But there’s always some spoilsport standing in the way of—to borrow a phrase—making a good thing better. Many view Olivia at the ideal dollface to drag home to please the folks, but that estimation is not unanimous.
“You know,” Kramer confides, “I had immense difficulty with my family when I started going out with Olivia. The world has a thing about entertainers being seedy characters, and she is so far removed from any of that it’s almost humorous. But it bothered my family. I come from a straight-laced Jewish background and it took a long time for me to get my father to even meet Olivia.

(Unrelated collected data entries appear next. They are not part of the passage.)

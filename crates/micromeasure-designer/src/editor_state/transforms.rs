//! Origin, image rotation, scale-bar detection and intensity profiles.

use image::RgbImage;

use micromeasure_core::{LengthUnit, Point};

use super::EditorState;
use crate::commands::*;
use crate::coordinates::{apply_rotation, normalize_degrees, rotate_image, RotationDirection};
use crate::model::{MeasurementShape, ShapeParams};
use crate::profile::{IntensityImage, IntensityProfile, Interpolation, ProfileOptions};
use crate::scale_bar::{self, ScaleBarDetection, ScaleBarParams};

/// Everything an image rotation changes, except the image itself which is
/// derived from the source image and the rotation angle.
#[derive(Debug, Clone, PartialEq)]
pub struct RotationSnapshot {
    pub shapes: Vec<(u64, ShapeParams)>,
    pub origin: Point,
    pub scale_bar: Option<ScaleBarDetection>,
    pub rotation_degrees: i32,
}

impl EditorState {
    /// Moves the coordinate origin with undo.
    pub fn set_origin(&mut self, origin: Point) {
        if origin == self.origin {
            return;
        }
        tracing::info!("Origin set to ({:.2}, {:.2})", origin.x, origin.y);
        self.push_command(DesignerCommand::SetOrigin(SetOrigin {
            before: self.origin,
            after: origin,
        }));
    }

    /// Turns the image, every shape and the origin by a quarter turn, with
    /// undo. Returns false when no image is loaded.
    pub fn rotate_image(&mut self, direction: RotationDirection) -> bool {
        if self.image.is_none() {
            tracing::warn!("Rotate image ignored: no image loaded");
            return false;
        }
        self.push_command(DesignerCommand::RotateImage90(RotateImage90::new(direction)));
        tracing::info!("Image rotated to {}°", self.rotation_degrees);
        true
    }

    pub(crate) fn capture_rotation(&self) -> RotationSnapshot {
        RotationSnapshot {
            shapes: self.shapes.iter().map(|o| (o.id, o.shape.save())).collect(),
            origin: self.origin,
            scale_bar: self.scale_bar.clone(),
            rotation_degrees: self.rotation_degrees,
        }
    }

    pub(crate) fn restore_rotation(&mut self, snapshot: &RotationSnapshot) {
        for (id, params) in &snapshot.shapes {
            self.restore_shape_params(*id, params);
        }
        self.origin = snapshot.origin;
        self.scale_bar = snapshot.scale_bar.clone();
        self.rotation_degrees = snapshot.rotation_degrees;
        self.image = self
            .source_image
            .as_ref()
            .map(|source| apply_rotation(source, self.rotation_degrees));
    }

    pub(crate) fn perform_rotation(&mut self, direction: RotationDirection) {
        let Some(image) = self.image.as_ref() else {
            return;
        };
        let size = image.dimensions();
        let rotated = rotate_image(image, direction);
        let new_size = rotated.dimensions();
        let map = move |p: Point| direction.map_point(p, size);

        for obj in self.shapes.iter_mut() {
            obj.shape.transform(&map, direction.angle_delta());
        }
        self.origin = map(self.origin);
        if let Some(detection) = self.scale_bar.as_mut() {
            detection.params = detection.params.mapped(size, new_size, map);
        }
        self.rotation_degrees = normalize_degrees(self.rotation_degrees + direction.degrees());
        self.image = Some(rotated);
    }

    /// Runs scale-bar detection on the displayed image and stores the pixel
    /// length in the calibration, with undo. Returns the detected length, or
    /// `None` without touching the state when there is no image or the seed
    /// lies outside it.
    pub fn find_scale_bar(&mut self, params: ScaleBarParams) -> Option<u32> {
        let image = self.image.as_ref()?;
        let detection = scale_bar::detect(image, &params);
        let pixels = detection.pixels;
        if pixels == 0 {
            tracing::warn!("Scale bar detection at {:?} found nothing", params.seed);
            return None;
        }

        let mut calibration = self.calibration.clone();
        calibration.pixels = Some(pixels as f64);
        tracing::info!("Scale bar detected: {} px", pixels);
        self.push_command(DesignerCommand::FindScaleBarWidth(FindScaleBarWidth {
            before: (self.scale_bar.clone(), self.calibration.clone()),
            after: (Some(detection), calibration),
        }));
        Some(pixels)
    }

    /// Scale-bar detection with the configured threshold and direction.
    pub fn find_scale_bar_at(&mut self, seed: Point) -> Option<u32> {
        let params = ScaleBarParams::absolute(
            seed,
            self.settings.scale_bar.default_threshold,
            self.settings.scale_bar.default_direction,
        );
        self.find_scale_bar(params)
    }

    /// Removes the detection overlay with undo. The calibration is kept.
    pub fn clear_scale_bar(&mut self) {
        if self.scale_bar.is_none() {
            return;
        }
        self.push_command(DesignerCommand::FindScaleBarWidth(FindScaleBarWidth {
            before: (self.scale_bar.clone(), self.calibration.clone()),
            after: (None, self.calibration.clone()),
        }));
    }

    /// Displayed image with the detected scale bar filled in.
    pub fn scale_bar_overlay(&self) -> Option<RgbImage> {
        let image = self.image.as_ref()?;
        let detection = self.scale_bar.as_ref()?;
        Some(scale_bar::fill(image, &detection.params))
    }

    /// Sets the physical side of the calibration.
    pub fn set_scale(&mut self, length: f64, unit: LengthUnit) {
        self.calibration.length = Some(length);
        self.calibration.unit = Some(unit);
        self.is_modified = true;
    }

    pub fn profile_options(&self) -> ProfileOptions {
        ProfileOptions {
            interpolation: Interpolation::from_order(self.settings.profile.interpolation_order),
            samples_per_pixel: self.settings.profile.samples_per_pixel,
            origin: self.origin,
        }
    }

    /// Intensity profile along a shape, with origin-relative coordinates.
    pub fn intensity_profile(&self, id: u64) -> Option<IntensityProfile> {
        let image = self.image.as_ref()?;
        let obj = self.shapes.get(id)?;
        let intensity = IntensityImage::from_rgb(image);
        Some(obj.shape.intensity_profile(&intensity, &self.profile_options()))
    }
}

I think that, in his mind, the only thing that could’ve been worse than her being non-Jewish and an entertainer would have been if she were black. Then I think my father would have gone berserk.”
It is George Osaki’s job to ensure that Olivia Newton-John looks as white at possible. As Vice President of Creative Services with MCA Records, the talented, accommodating Osaki is also the art director, photo editor and graphic overseer of the shot-through-silk diffusion which has characterized all O N-J visuals released to the public.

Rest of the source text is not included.